Honestly as much as people complain the US Federal Reserve really just proved their enormous value and thoroughly vindicated fiat currency. The financial crisis of 2007-8 should have been a new Depression and it wasn't. Instead we've seen uninterrupted growth for close to 20 years. Markets have really internalized that the US economy is indestructible and the Fed will always protect us from disaster. Will it last forever? Of course not. But like Keynes said, "in the long run, we're all dead".
Euros, dollars, pounds, francs, and yen are all more stable and easier to use than cryptocurrencies.

It gets even easier once you toss in Visa, Mastercard, Discover, Amex, various debit card and regional networks, and ubiquitous banking services. Checks and online ACH payments are free or nearly free. Payment card platforms are cheap in consideration the value you get for them.

Meanwhile actually spending crypto is quite expensive - worse than Visa’s transaction fees, and far less consumer and merchant protections.

> There was a lot of anti government rhetoric and fear mongering (from libertarians) but the public never really believed the story was true.

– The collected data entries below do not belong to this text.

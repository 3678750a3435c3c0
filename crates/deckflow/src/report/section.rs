//! Section sub-workflow: researcher, then analyst, then reporter

use std::sync::Arc;
use std::time::Duration;

use async_trait::async_trait;

use super::{SectionBrief, RESEARCH_RESULTS, STREAMING, TASK};
use crate::{
    agents::{run_agent, Agent, AgentFactory, AgentRole, AgentSpec, ChatMessage},
    runtime::{Event, EventKind, Step, StepContext, StepError, StepOutput, StepResult, Workflow},
    DeckflowError, Result,
};

/// Build the three-agent workflow for one section or post-production pass.
///
/// Agents are created up front; a factory failure is a definition error.
pub fn build_section_workflow(
    brief: SectionBrief,
    agents: &dyn AgentFactory,
    chat_history: Vec<ChatMessage>,
    streaming: bool,
    timeout: Duration,
) -> Result<Workflow> {
    let create = |role: AgentRole, instructions: &str| {
        let spec = AgentSpec::new(role, brief.label)
            .with_instructions(instructions)
            .with_chat_history(chat_history.clone());
        agents.create(&spec).map_err(|e| {
            DeckflowError::DefinitionError(format!("Failed to create {}: {}", spec.name, e))
        })
    };

    let researcher = create(AgentRole::Researcher, brief.researcher)?;
    let analyst = create(AgentRole::Analyst, brief.analyst)?;
    let reporter = create(AgentRole::Reporter, brief.reporter)?;

    Workflow::builder(brief.label)
        .timeout(timeout)
        .step(SectionStartStep { streaming })
        .step(ResearchStep { researcher })
        .step(AnalyzeStep { analyst })
        .step(SectionReportStep { reporter })
        .build()
}

struct SectionStartStep {
    streaming: bool,
}

#[async_trait]
impl Step for SectionStartStep {
    fn name(&self) -> &str {
        "start"
    }

    fn accepts(&self) -> &[EventKind] {
        &[EventKind::Start]
    }

    async fn run(&self, ctx: &StepContext, event: Event) -> StepResult {
        let Event::Start { input } = event else {
            return Ok(StepOutput::Skip);
        };

        ctx.data().set(&STREAMING, self.streaming).await;
        ctx.data().set(&TASK, input.clone()).await;
        Ok(StepOutput::Emit(Event::Research {
            input: format!("Research for this task: {}", input),
        }))
    }
}

struct ResearchStep {
    researcher: Arc<dyn Agent>,
}

#[async_trait]
impl Step for ResearchStep {
    fn name(&self) -> &str {
        "research"
    }

    fn accepts(&self) -> &[EventKind] {
        &[EventKind::Research]
    }

    async fn run(&self, ctx: &StepContext, event: Event) -> StepResult {
        let Event::Research { input } = event else {
            return Ok(StepOutput::Skip);
        };

        let result = run_agent(ctx, self.researcher.as_ref(), input, false).await?;
        ctx.notify(
            self.researcher.name(),
            format!("Completed research: {}", result.content),
        );
        ctx.data()
            .set(&RESEARCH_RESULTS, result.content.clone())
            .await;

        Ok(StepOutput::Emit(Event::Analyze {
            input: format!(
                "You have been given search results from a private knowledge base. \
                 Come up with new insights from the search results and create visualizations, \
                 charts, relationships and graphs.\n\nHere are the search results:\n{}",
                result.content
            ),
        }))
    }
}

struct AnalyzeStep {
    analyst: Arc<dyn Agent>,
}

#[async_trait]
impl Step for AnalyzeStep {
    fn name(&self) -> &str {
        "analyze"
    }

    fn accepts(&self) -> &[EventKind] {
        &[EventKind::Analyze]
    }

    async fn run(&self, ctx: &StepContext, event: Event) -> StepResult {
        let Event::Analyze { input } = event else {
            return Ok(StepOutput::Skip);
        };

        let result = run_agent(ctx, self.analyst.as_ref(), input, false).await?;
        ctx.notify(
            self.analyst.name(),
            format!("Completed analysis: {}", result.content),
        );

        let research = ctx
            .data()
            .get(&RESEARCH_RESULTS)
            .await
            .ok_or_else(|| StepError::Failed("research results missing from context".to_string()))?;
        let task = ctx.data().get(&TASK).await.unwrap_or_default();

        Ok(StepOutput::Emit(Event::Report {
            input: format!(
                "You have been given search results from a private knowledge base and further \
                 insights from an analyst on the data, now present it in a report.\n\n\
                 Here are the initial search results:\n{}\n\n\
                 Here are the further insights:\n{}\n\n\
                 Now create a report for the user's request: {}",
                research, result.content, task
            ),
        }))
    }
}

struct SectionReportStep {
    reporter: Arc<dyn Agent>,
}

#[async_trait]
impl Step for SectionReportStep {
    fn name(&self) -> &str {
        "report"
    }

    fn accepts(&self) -> &[EventKind] {
        &[EventKind::Report]
    }

    fn is_terminal(&self) -> bool {
        true
    }

    async fn run(&self, ctx: &StepContext, event: Event) -> StepResult {
        let Event::Report { input } = event else {
            return Ok(StepOutput::Skip);
        };

        let streaming = ctx.data().get(&STREAMING).await.unwrap_or(false);
        let result = run_agent(ctx, self.reporter.as_ref(), input, streaming)
            .await
            .map_err(|e| {
                ctx.notify(self.reporter.name(), format!("Error creating a report: {}", e));
                e
            })?;

        Ok(StepOutput::Emit(Event::stop(result)))
    }
}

The public never believed it because it runs squarely into the basic fundamentals that underpin the global financial system.

The finance industry learned long ago that currencies have to be stable and predictable in order to be trusted, and therefore NOT financial instruments to speculate heavily on. There's been this reality distortion field that crypto can be both a currency and speculative asset, but that hasn't borne out. If your digital dollar can gain/lose 5% of its value in a day, how do you trust it to transact with?

Crypto has been speed-running into many lessons we learned decades ago from the "Free Banking" era before the Fed, back when states ran their own banks, currencies, etc. Government got involved in banking management as a way to improve the stability and security of the financial system since things like fraud were rampant.